FARMINGTON–Access to high-quality, affordable and reliable internet service has become a necessity for rural western Maine.

To share the possibilities available, the Franklin County Broadband Initiative will present details about high-speed broadband options at 6 p.m. Wednesday in the Bass Room at Franklin Memorial Hospital.

Charles Woodworth, executive director of the Greater Franklin Development Corp., has spent much of the last two years hearing about rural western Maine residents’ frustrations with expensive, monthly costs, slow speeds and spotty connections.

The Wednesday evening presentation is the result of a collaborative effort by area organizations responding to communities looking for quality broadband service.

While many residents are accustomed to modest upload and download speeds, a growing group finds western Maine’s rural broadband options expensive, unreliable and limited. Woodworth said he has learned a lot about the frustrations of residents. Families want their children to be able to compete with others in high-speed connected communities, while business owners want to grow and enable employees to telecommute.

Meantime, municipalities seek to save time and money by having employees take professional-development webinars online.
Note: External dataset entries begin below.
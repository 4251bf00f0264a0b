//! Series legend.

use sextant_core::math::Vec2;

use crate::binding::{DisplayMode, MarkerKind};
use crate::color::Color;
use crate::element::{CanvasContext, EditorRequest, EditorTarget, ElementBehavior, ElementFrame};
use crate::rect::Rect;
use crate::surface::{DrawSurface, Stroke, TextAnchor, TextMetrics, TextStyle};

/// One legend row.
#[derive(Debug, Clone, PartialEq)]
pub struct LegendEntry {
    pub name: String,
    pub color: Color,
    pub marker: MarkerKind,
    pub mode: DisplayMode,
}

const SWATCH_WIDTH: f32 = 18.0;
const ROW_GAP: f32 = 4.0;
const PADDING: f32 = 6.0;

/// Lists every series on the canvas. The canvas refreshes the entries when
/// series are added, removed or restyled.
#[derive(Debug, Clone, Default)]
pub struct Legend {
    entries: Vec<LegendEntry>,
    font_size: Option<f32>,
}

impl Legend {
    pub fn new() -> Self {
        Self::default()
    }

    pub fn with_font_size(mut self, size: f32) -> Self {
        self.font_size = Some(size);
        self
    }

    pub fn entries(&self) -> &[LegendEntry] {
        &self.entries
    }

    pub fn set_entries(&mut self, entries: Vec<LegendEntry>) {
        self.entries = entries;
    }

    /// Device size needed to show every entry.
    pub fn preferred_size(&self, metrics: &dyn TextMetrics, default_font: f32) -> Vec2 {
        let font = self.font_size.unwrap_or(default_font);
        let row = metrics.text_height(font);
        let widest = self
            .entries
            .iter()
            .map(|e| metrics.text_width(&e.name, font))
            .fold(0.0f32, f32::max);
        let rows = self.entries.len() as f32;
        Vec2::new(
            PADDING * 2.0 + SWATCH_WIDTH + ROW_GAP + widest,
            PADDING * 2.0 + rows * row + (rows - 1.0).max(0.0) * ROW_GAP,
        )
    }
}

fn paint_swatch(surface: &dyn DrawSurface, entry: &LegendEntry, slot: Rect) {
    let mid = slot.center();
    match entry.mode {
        DisplayMode::Boxes => surface.fill_rect(slot.inset(2.0), entry.color),
        DisplayMode::Points => entry.marker.paint(surface, mid, slot.height * 0.6, entry.color),
        DisplayMode::Lines | DisplayMode::PointsAndLines => {
            surface.stroke_line(
                Vec2::new(slot.x, mid.y),
                Vec2::new(slot.right(), mid.y),
                Stroke::new(entry.color, 2.0),
            );
            if entry.mode == DisplayMode::PointsAndLines {
                entry.marker.paint(surface, mid, slot.height * 0.6, entry.color);
            }
        }
    }
}

impl ElementBehavior for Legend {
    fn paint(&mut self, frame: &ElementFrame, surface: &dyn DrawSurface, ctx: &CanvasContext) {
        let rect = frame.device_rect();
        let font = self.font_size.unwrap_or(ctx.font_size());
        let row = surface.text_height(font);

        surface.fill_rect(rect, ctx.background());
        let border = if frame.selected {
            Stroke::new(ctx.selection_color(), 2.0)
        } else {
            Stroke::new(ctx.background().contrasting(), 1.0)
        };
        surface.stroke_rect(rect, border);

        let text_style = TextStyle::new(ctx.background().contrasting(), font)
            .with_anchor(TextAnchor::CenterLeft);
        let mut y = rect.y + PADDING;
        for entry in &self.entries {
            let slot = Rect::new(rect.x + PADDING, y, SWATCH_WIDTH, row);
            paint_swatch(surface, entry, slot);
            surface.draw_text(
                &entry.name,
                Vec2::new(slot.right() + ROW_GAP, slot.center().y),
                text_style,
            );
            y += row + ROW_GAP;
        }
    }

    fn double_clicked(
        &mut self,
        frame: &ElementFrame,
        _count: u32,
        point: Vec2,
        ctx: &mut CanvasContext,
    ) {
        ctx.request_editor(EditorRequest {
            element: frame.id,
            position: point,
            target: EditorTarget::Legend,
        });
    }
}

#[cfg(test)]
mod tests {
    use super::*;
    use crate::surface::EstimatedMetrics;

    #[test]
    fn test_preferred_size_grows_with_entries() {
        let mut legend = Legend::new();
        let empty = legend.preferred_size(&EstimatedMetrics, 10.0);
        legend.set_entries(vec![
            LegendEntry {
                name: "alpha".into(),
                color: Color::RED,
                marker: MarkerKind::Circle,
                mode: DisplayMode::Lines,
            },
            LegendEntry {
                name: "beta-longer".into(),
                color: Color::BLUE,
                marker: MarkerKind::Square,
                mode: DisplayMode::Boxes,
            },
        ]);
        let full = legend.preferred_size(&EstimatedMetrics, 10.0);
        assert!(full.x > empty.x);
        assert!(full.y > empty.y);
    }
}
And medical service providers would benefit from offering patients equipment to monitor critical health issues and reduce the need for frequent trips to a hospital or doctors’ offices.
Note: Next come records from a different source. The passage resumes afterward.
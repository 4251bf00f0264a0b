//! Z-ordered element storage.
//!
//! Elements are kept bottom-up by `(z, insertion sequence)`. Changing a z
//! position only marks the list unsorted; the next ordered traversal re-sorts.
//! Elements with equal z keep their insertion order, so the element added
//! last is painted last and hit first.

use crate::element::{Element, ElementId};

#[derive(Debug, Default)]
pub struct ElementList {
    elements: Vec<Element>,
    next_id: u32,
    next_sequence: u64,
    unsorted: bool,
}

impl ElementList {
    pub fn new() -> Self {
        Self::default()
    }

    /// Add an element and return its id.
    pub fn insert(&mut self, mut element: Element) -> ElementId {
        let id = ElementId(self.next_id);
        self.next_id += 1;
        element.set_id(id);
        element.sequence = self.next_sequence;
        self.next_sequence += 1;
        self.elements.push(element);
        self.unsorted = true;
        id
    }

    /// Remove and return an element.
    pub fn remove(&mut self, id: ElementId) -> Option<Element> {
        let index = self.position(id)?;
        // `remove` keeps the relative order of the rest intact.
        Some(self.elements.remove(index))
    }

    pub fn contains(&self, id: ElementId) -> bool {
        self.position(id).is_some()
    }

    pub fn get(&self, id: ElementId) -> Option<&Element> {
        self.elements.iter().find(|e| e.id() == id)
    }

    pub fn get_mut(&mut self, id: ElementId) -> Option<&mut Element> {
        self.elements.iter_mut().find(|e| e.id() == id)
    }

    pub fn len(&self) -> usize {
        self.elements.len()
    }

    pub fn is_empty(&self) -> bool {
        self.elements.is_empty()
    }

    /// Change an element's z position. Returns `false` for unknown ids.
    pub fn set_z(&mut self, id: ElementId, z: i32) -> bool {
        match self.get_mut(id) {
            Some(element) => {
                if element.z() != z {
                    element.set_z(z);
                    self.unsorted = true;
                }
                true
            }
            None => false,
        }
    }

    /// Move an element above everything else.
    pub fn bring_to_front(&mut self, id: ElementId) -> bool {
        let top = self.elements.iter().map(Element::z).max().unwrap_or(0);
        let Some(element) = self.get(id) else {
            return false;
        };
        let is_alone_on_top = element.z() == top
            && self
                .elements
                .iter()
                .filter(|e| e.z() == top)
                .count()
                == 1;
        if is_alone_on_top {
            return true;
        }
        self.set_z(id, top.saturating_add(1))
    }

    /// Re-sort if any z position changed since the last sort.
    pub fn resort(&mut self) {
        if !self.unsorted {
            return;
        }
        self.elements.sort_by_key(|e| (e.z(), e.sequence));
        self.unsorted = false;
        tracing::debug!(count = self.elements.len(), "element list re-sorted");
    }

    /// Elements lowest z first (paint order).
    pub fn bottom_up(&mut self) -> impl DoubleEndedIterator<Item = &Element> {
        self.resort();
        self.elements.iter()
    }

    pub fn bottom_up_mut(&mut self) -> impl DoubleEndedIterator<Item = &mut Element> {
        self.resort();
        self.elements.iter_mut()
    }

    /// Elements highest z first (hit-test order).
    pub fn top_down(&mut self) -> impl Iterator<Item = &Element> {
        self.bottom_up().rev()
    }

    pub fn top_down_mut(&mut self) -> impl Iterator<Item = &mut Element> {
        self.bottom_up_mut().rev()
    }

    /// Ids in hit-test order, for callers that mutate while walking.
    pub fn ids_top_down(&mut self) -> Vec<ElementId> {
        self.top_down().map(Element::id).collect()
    }

    /// Storage order, no sorting.
    pub fn iter(&self) -> impl Iterator<Item = &Element> {
        self.elements.iter()
    }

    pub fn iter_mut(&mut self) -> impl Iterator<Item = &mut Element> {
        self.elements.iter_mut()
    }

    fn position(&self, id: ElementId) -> Option<usize> {
        self.elements.iter().position(|e| e.id() == id)
    }
}

#[cfg(test)]
mod tests {
    use super::*;
    use crate::element::ElementKind;
    use crate::text::TextLabel;

    fn label(text: &str, z: i32) -> Element {
        Element::new(ElementKind::Text(TextLabel::new(text))).with_z(z)
    }

    #[test]
    fn test_sorted_by_z() {
        let mut list = ElementList::new();
        let high = list.insert(label("high", 5));
        let low = list.insert(label("low", -1));
        let mid = list.insert(label("mid", 2));
        assert_eq!(list.ids_top_down(), vec![high, mid, low]);
    }

    #[test]
    fn test_equal_z_uses_insertion_order() {
        let mut list = ElementList::new();
        let a = list.insert(label("a", 1));
        let b = list.insert(label("b", 1));
        let c = list.insert(label("c", 1));
        let bottom_up: Vec<_> = list.bottom_up().map(Element::id).collect();
        assert_eq!(bottom_up, vec![a, b, c]);

        // Re-sorting after an unrelated change keeps the tie-break.
        list.set_z(b, 0);
        list.set_z(b, 1);
        let bottom_up: Vec<_> = list.bottom_up().map(Element::id).collect();
        assert_eq!(bottom_up, vec![a, b, c]);
    }

    #[test]
    fn test_bring_to_front_and_remove() {
        let mut list = ElementList::new();
        let a = list.insert(label("a", 0));
        let b = list.insert(label("b", 0));
        assert!(list.bring_to_front(a));
        assert_eq!(list.ids_top_down(), vec![a, b]);

        let removed = list.remove(a).unwrap();
        assert_eq!(removed.id(), a);
        assert!(!list.contains(a));
        assert!(list.remove(a).is_none());
        assert!(!list.set_z(a, 3));
        assert_eq!(list.len(), 1);
    }
}
//! Hash collections using AHash.

pub use ahash::{AHashMap as HashMap, AHashSet as HashSet, RandomState};

#[cfg(test)]
mod tests {
    use super::*;

    #[test]
    fn test_hashset_ahash() {
        let mut set = HashSet::new();
        set.insert(42u32);
        assert!(set.contains(&42));
    }

    #[test]
    fn test_hashmap_ahash() {
        let mut map = HashMap::new();
        map.insert("axes", 1);
        assert_eq!(map.get("axes"), Some(&1));
    }
}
Additionally, owners of seasonal-rental properties say tenants are not interested if high-speed internet is not available. Property values can increase or decrease, based on access to broadband.
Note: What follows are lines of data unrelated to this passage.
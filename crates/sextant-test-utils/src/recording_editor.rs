//! Mock property editor.

use std::sync::Arc;

use parking_lot::Mutex;
use sextant_chart::{EditorRequest, PropertyEditor};

/// Keeps every editor request. Clones share the same log, so a test can hand
/// one clone to the canvas and inspect the other.
#[derive(Debug, Clone, Default)]
pub struct RecordingEditor {
    requests: Arc<Mutex<Vec<EditorRequest>>>,
}

impl RecordingEditor {
    pub fn new() -> Self {
        Self::default()
    }

    pub fn requests(&self) -> Vec<EditorRequest> {
        self.requests.lock().clone()
    }

    pub fn request_count(&self) -> usize {
        self.requests.lock().len()
    }
}

impl PropertyEditor for RecordingEditor {
    fn open(&mut self, request: EditorRequest) {
        self.requests.lock().push(request);
    }
}
//! Cached series geometry and its invalidation.

use sextant_core::math::Vec2;

use crate::binding::DisplayMode;
use crate::rect::Rect;

bitflags::bitflags! {
    /// Reasons cached geometry may be stale.
    #[derive(Debug, Clone, Copy, PartialEq, Eq, Hash, Default)]
    pub struct GeometryDirty: u8 {
        /// Samples were appended, cleared or replaced.
        const DATA = 0b0000_0001;
        /// Axes data bounds or graph area moved.
        const AXES = 0b0000_0010;
        /// Canvas device size changed.
        const DEVICE = 0b0000_0100;
        /// Colors, widths or markers changed.
        const STYLE = 0b0000_1000;
        /// Display mode or box layout changed.
        const LAYOUT = 0b0001_0000;
    }
}

impl GeometryDirty {
    /// Whether point or box positions have to be recomputed.
    pub fn needs_rebuild(&self) -> bool {
        self.intersects(Self::DATA | Self::AXES | Self::DEVICE | Self::LAYOUT)
    }

    /// Only cosmetic state changed.
    pub fn is_style_only(&self) -> bool {
        *self == Self::STYLE
    }
}

/// Inputs the cached geometry was computed from.
#[derive(Debug, Clone, Copy, PartialEq)]
pub struct CacheKey {
    pub axes_revision: u64,
    pub series_revision: u64,
    pub device_size: Vec2,
    pub box_divisor: u32,
    pub box_offset: f32,
    pub mode: DisplayMode,
}

/// Bounds-space geometry for one series binding.
#[derive(Debug, Clone)]
pub struct SeriesGeometry {
    /// Sample positions in bounds space, one per sample.
    pub points: Vec<Vec2>,
    /// One box per sample in BOXES mode, bounds space.
    pub boxes: Vec<Rect>,
    key: Option<CacheKey>,
    dirty: GeometryDirty,
    rebuilds: u64,
}

impl Default for SeriesGeometry {
    fn default() -> Self {
        Self::new()
    }
}

impl SeriesGeometry {
    pub fn new() -> Self {
        Self {
            points: Vec::new(),
            boxes: Vec::new(),
            key: None,
            dirty: GeometryDirty::all(),
            rebuilds: 0,
        }
    }

    pub fn dirty_flags(&self) -> GeometryDirty {
        self.dirty
    }

    pub fn invalidate(&mut self, flags: GeometryDirty) {
        self.dirty |= flags;
    }

    /// Why geometry cached so far would be stale for `key`: flags raised
    /// explicitly plus whatever differs from the key it was built from.
    pub fn staleness(&self, key: &CacheKey) -> GeometryDirty {
        let mut flags = self.dirty;
        let Some(built) = self.key.as_ref() else {
            return flags | GeometryDirty::all().difference(GeometryDirty::STYLE);
        };
        if built.series_revision != key.series_revision {
            flags |= GeometryDirty::DATA;
        }
        if built.axes_revision != key.axes_revision {
            flags |= GeometryDirty::AXES;
        }
        if built.device_size != key.device_size {
            flags |= GeometryDirty::DEVICE;
        }
        if built.mode != key.mode
            || built.box_divisor != key.box_divisor
            || built.box_offset != key.box_offset
        {
            flags |= GeometryDirty::LAYOUT;
        }
        flags
    }

    /// Whether the cache matches `key` and carries no structural dirt.
    pub fn is_valid(&self, key: &CacheKey) -> bool {
        !self.staleness(key).needs_rebuild()
    }

    /// Store freshly computed geometry.
    pub fn store(&mut self, key: CacheKey, points: Vec<Vec2>, boxes: Vec<Rect>) {
        self.points = points;
        self.boxes = boxes;
        self.key = Some(key);
        self.dirty = GeometryDirty::empty();
        self.rebuilds += 1;
    }

    /// Clear cosmetic dirt without touching positions.
    pub fn clear_style(&mut self) {
        self.dirty.remove(GeometryDirty::STYLE);
    }

    /// Number of rebuilds so far.
    pub fn rebuild_count(&self) -> u64 {
        self.rebuilds
    }
}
“We urge selectmen, business leaders, educators and citizens to join Franklin County Broadband Initiative to learn about exciting plans for broadband implementation,” Woodworth said. “We’d like to see standing room only on Wednesday evening for this unique opportunity.”

FCBI will have consultant Brian Lippold of the James W. Sewall Co. explain possible countywide and town specific plans, statewide broadband planning process and how Franklin County can take advantage of the state-wide planning process. The presentation also will review legislative activity and ways town and county leadership can lobby the legislature in support of increased broadband access.

Western Maine organizers include: Opportunity Center of North Franklin County, Androscoggin Valley Council of Governments, Rangeley Economic Opportunity Committee and Greater Franklin Development Corp.

Their goal has been to help communities get connected to the established “middle mile” fiber network that was built through parts of the state with stimulus money from the American and Recovery Act. That fiber optics backbone through the state-connected University of Maine campuses, hospitals and other large users of bandwidth.

That network has plenty of unused bandwidth, called “dark fiber,” but the toughest part for rural communities is the detailed planning required to connect to it, according to Woodworth.